Menurutnya, digitalisasi mendatangkan dampak yang besar, termasuk untuk mendukung inovasi dan kreatifitas pelaku UMKM. Namun, jika tidak ditopang dengan regulasi yang baik, maka digitalisasi akan menjadi ancaman bagi pelaku ekonomi domestik.

Buktinya, pedagang di pasar Tanah Abang yang mengalami penurunan omzet rata-rata lebih dari 50 persen. Meskipun mereka juga sudah melakukan transformasi dalam berjualan dengan memasarkan produknya secara online tetapi tetap saja sulit bagi sebagian besar mereka untuk bisa meningkatkan kembali omzet usahanya karena kalah saing dengan harga produk di platform online yang terlalu murah.

Perdagangan elektronik yang semakin bertumbuh tiap tahunnya, harus dipastikan turut memberikan manfaat bagi masyarakat terutama pelaku UMKM.

Pasar belanja online Indonesia harus memberikan kesejahteraan bagi para pelaku usaha lokal, bukan produsen dari negara lain. Belum lagi, program pemerintah untuk mendorong pertumbuhan UMKM di Indonesia akan terganggu bila barang-barang dari luar masuk begitu mudahnya.

Sebagai solusi, Menteri Teten telah berkoordinasi dengan Menteri Perdagangan untuk lebih memperketat aturan perdagangan online melalui revisi Peraturan Menteri Perdagangan (Permendag) Nomor 50 Tahun 2020 tentang Ketentuan Perizinan Usaha, Periklanan, Pembinaan, Dan Pengawasan Pelaku Usaha Dalam Perdagangan Melalui Sistem Elektronik.

Tak hanya itu, pihaknya akan melihat kembali pengaturan untuk platform digital baik yang di tingkat domestik atau yang berasal dari luar negeri. Apakah nantinya impor barang untuk kebutuhan sehari-hari harus dilengkapi dengan persyaratan khusus seperti surat izin hingga sertifikat Standar Nasional Indonesia.

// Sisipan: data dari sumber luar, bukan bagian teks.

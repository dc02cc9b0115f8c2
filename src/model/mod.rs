//! Entity models, field-for-field with the store schema.

use chrono::{DateTime, NaiveDate, NaiveTime, Utc};
use serde::Serialize;
use serde::de::DeserializeOwned;
use serde_json::Value;

use crate::error::{RepoError, RepoResult};
use crate::store::{Document, Fields};

/// A record stored as one document in `COLLECTION`.
///
/// The id lives outside the field set; implementors mark it
/// `#[serde(skip)]` and it is filled in by `decode`.
pub trait Entity: Serialize + DeserializeOwned + Clone + Send + Sync + Unpin + 'static {
    const COLLECTION: &'static str;
    const NAME: &'static str;

    fn id(&self) -> &str;

    fn set_id(&mut self, id: String);

    fn validate(&self) -> RepoResult<()> {
        Ok(())
    }
}

pub fn encode<T: Entity>(record: &T) -> RepoResult<Fields> {
    match serde_json::to_value(record) {
        Ok(Value::Object(fields)) => Ok(fields),
        Ok(_) => Err(RepoError::Validation(format!(
            "{} did not serialize to a field map",
            T::NAME
        ))),
        Err(e) => Err(RepoError::Validation(format!(
            "{} could not be serialized: {e}",
            T::NAME
        ))),
    }
}

pub fn decode<T: Entity>(doc: Document) -> RepoResult<T> {
    let Document { id, fields } = doc;
    let mut record: T =
        serde_json::from_value(Value::Object(fields)).map_err(|e| RepoError::Malformed {
            entity: T::NAME.to_string(),
            id: id.clone(),
            reason: e.to_string(),
        })?;
    record.set_id(id);
    Ok(record)
}

/// Calendar dates are stored as their UTC-midnight instant.
pub fn day_start(date: NaiveDate) -> DateTime<Utc> {
    date.and_time(NaiveTime::MIN).and_utc()
}

/// Store value of a calendar date.
pub fn date_value(date: NaiveDate) -> i64 {
    day_start(date).timestamp_millis()
}

/// Store value of an instant.
pub fn instant_value(at: DateTime<Utc>) -> i64 {
    at.timestamp_millis()
}

macro_rules! impl_entity {
    ($ty:ty, $collection:expr, $name:expr) => {
        impl $crate::model::Entity for $ty {
            const COLLECTION: &'static str = $collection;
            const NAME: &'static str = $name;

            fn id(&self) -> &str {
                &self.id
            }

            fn set_id(&mut self, id: String) {
                self.id = id;
            }

            fn validate(&self) -> $crate::error::RepoResult<()> {
                self.check()
            }
        }
    };
}

pub mod attendance;
pub mod chat;
pub mod document;
pub mod employee;
pub mod leave_request;
pub mod notification;
pub mod payroll;
pub mod performance;
pub mod role;
pub mod shift;

pub use attendance::{AttendanceRecord, AttendanceStatus};
pub use chat::{ChatGroup, GroupMember, GroupType, Message};
pub use document::{DocumentType, EmployeeDocument, ExpiryStatus, warning_end};
pub use employee::Employee;
pub use leave_request::{LeaveRequest, LeaveStatus, LeaveType};
pub use notification::{Notification, NotificationTemplate, NotificationType};
pub use payroll::{PayrollRecord, PayrollStatus};
pub use performance::PerformanceReview;
pub use role::Role;
pub use shift::{AssignmentStatus, Shift, ShiftAssignment, ShiftSwapRequest, SwapStatus};
use std::sync::Arc;

use serde_json::{Value, json};
use tracing::{info, warn};

use super::Repository;
use crate::error::{RepoError, RepoResult};
use crate::model::{Employee, Entity};
use crate::store::{Direction, DocumentStore, Fields};
use crate::subscription::{LiveQuery, SubscriptionManager};
use crate::utils::fields::{PatchRules, build_patch};

const PATCH_RULES: PatchRules<'static> = PatchRules {
    protected: &["isActive", "createdAt", "addedBy"],
    timestamps: &["joiningDate"],
};

#[derive(Clone)]
pub struct EmployeeRepository {
    records: Repository<Employee>,
}

impl EmployeeRepository {
    pub fn new(store: Arc<dyn DocumentStore>, live: SubscriptionManager) -> Self {
        Self {
            records: Repository::new(store, live),
        }
    }

    pub fn records(&self) -> &Repository<Employee> {
        &self.records
    }

    /// Creates an active employee after checking that no active employee
    /// already holds the same business code or auth identity.
    ///
    /// The check and the write are separate store calls; two concurrent
    /// creates with the same code can still both land.
    pub async fn create_employee(&self, mut employee: Employee) -> RepoResult<Employee> {
        employee.is_active = true;
        employee.validate()?;
        self.ensure_unique(&employee, None).await?;

        let id = self.records.create(&employee).await?;
        employee.set_id(id);
        info!(id = %employee.id, code = %employee.employee_id, "Employee created");
        Ok(employee)
    }

    pub async fn get(&self, id: &str) -> RepoResult<Employee> {
        self.records.require(id).await
    }

    pub async fn find_by_user_id(&self, user_id: &str) -> RepoResult<Option<Employee>> {
        self.records
            .first(
                self.records
                    .query_all()
                    .eq("userId", user_id)
                    .eq("isActive", true),
            )
            .await
    }

    /// Any employee (active or not) with this business code.
    pub async fn find_by_code(&self, code: &str) -> RepoResult<Option<Employee>> {
        let mut matches = self
            .records
            .query(&self.records.query_all().eq("employeeId", code))
            .await?;
        // Prefer the active holder when a deactivated one shares the code.
        matches.sort_by_key(|e| !e.is_active);
        Ok(matches.into_iter().next())
    }

    pub async fn list_active(&self) -> RepoResult<Vec<Employee>> {
        self.records
            .query(
                &self
                    .records
                    .query_all()
                    .eq("isActive", true)
                    .order_by("name", Direction::Ascending),
            )
            .await
    }

    pub fn subscribe_active(&self) -> RepoResult<LiveQuery<Employee>> {
        self.records.subscribe(
            self.records
                .query_all()
                .eq("isActive", true)
                .order_by("name", Direction::Ascending),
        )
    }

    pub async fn list_by_department(&self, department: &str) -> RepoResult<Vec<Employee>> {
        self.records
            .query(
                &self
                    .records
                    .query_all()
                    .eq("department", department)
                    .eq("isActive", true)
                    .order_by("name", Direction::Ascending),
            )
            .await
    }

    /// Applies a partial JSON update. Changing `employeeId` or `userId`
    /// re-runs the uniqueness check against the other active employees.
    pub async fn update_employee(&self, id: &str, payload: &Value) -> RepoResult<Employee> {
        let patch = build_patch(payload, PATCH_RULES)?;
        let current = self.records.require(id).await?;

        if patch.contains_key("employeeId") || patch.contains_key("userId") {
            let mut candidate = current.clone();
            if let Some(Value::String(code)) = patch.get("employeeId") {
                candidate.employee_id = code.clone();
            }
            if let Some(Value::String(user_id)) = patch.get("userId") {
                candidate.user_id = user_id.clone();
            }
            if current.is_active {
                self.ensure_unique(&candidate, Some(id)).await?;
            }
        }

        self.records.update(id, patch).await?;
        info!(id, "Employee updated");
        self.records.require(id).await
    }

    /// Soft delete. Deactivating an inactive employee succeeds unchanged.
    pub async fn deactivate(&self, id: &str) -> RepoResult<()> {
        let employee = self.records.require(id).await?;
        if !employee.is_active {
            info!(id, "Employee already inactive");
            return Ok(());
        }
        self.records.update(id, flag(false)).await?;
        info!(id, "Employee deactivated");
        Ok(())
    }

    pub async fn reactivate(&self, id: &str) -> RepoResult<()> {
        let employee = self.records.require(id).await?;
        if employee.is_active {
            return Ok(());
        }
        self.ensure_unique(&employee, Some(id)).await?;
        self.records.update(id, flag(true)).await?;
        info!(id, "Employee reactivated");
        Ok(())
    }

    /// Auth identities of every active employee, the fan-out audience.
    pub async fn active_user_ids(&self) -> RepoResult<Vec<String>> {
        let mut ids: Vec<String> = self
            .list_active()
            .await?
            .into_iter()
            .map(|e| e.user_id)
            .collect();
        ids.sort();
        ids.dedup();
        Ok(ids)
    }

    async fn ensure_unique(&self, employee: &Employee, except: Option<&str>) -> RepoResult<()> {
        let active = self.records.query_all().eq("isActive", true);
        let checks = [
            ("employeeId", employee.employee_id.as_str()),
            ("userId", employee.user_id.as_str()),
        ];
        for (field, value) in checks {
            let holders = self
                .records
                .query(&active.clone().eq(field, value))
                .await?;
            if holders.iter().any(|e| Some(e.id.as_str()) != except) {
                warn!(field, value, "Duplicate active employee rejected");
                return Err(RepoError::already_exists(Employee::NAME, field, value));
            }
        }
        Ok(())
    }
}

fn flag(active: bool) -> Fields {
    let mut fields = Fields::new();
    fields.insert("isActive".into(), json!(active));
    fields
}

Selain itu, juga melihat kembali mengenai arus masuk barang dan sembari memastikan legalitas barang-barang yang masuk ke Indonesia. Bahkan, menilai kembali apakah tarif biaya masuk terlalu rendah atau terdapat kelemahan dalam penerapan aturan impor yang menyebabkan terpukulnya produk buatan dalam negeri.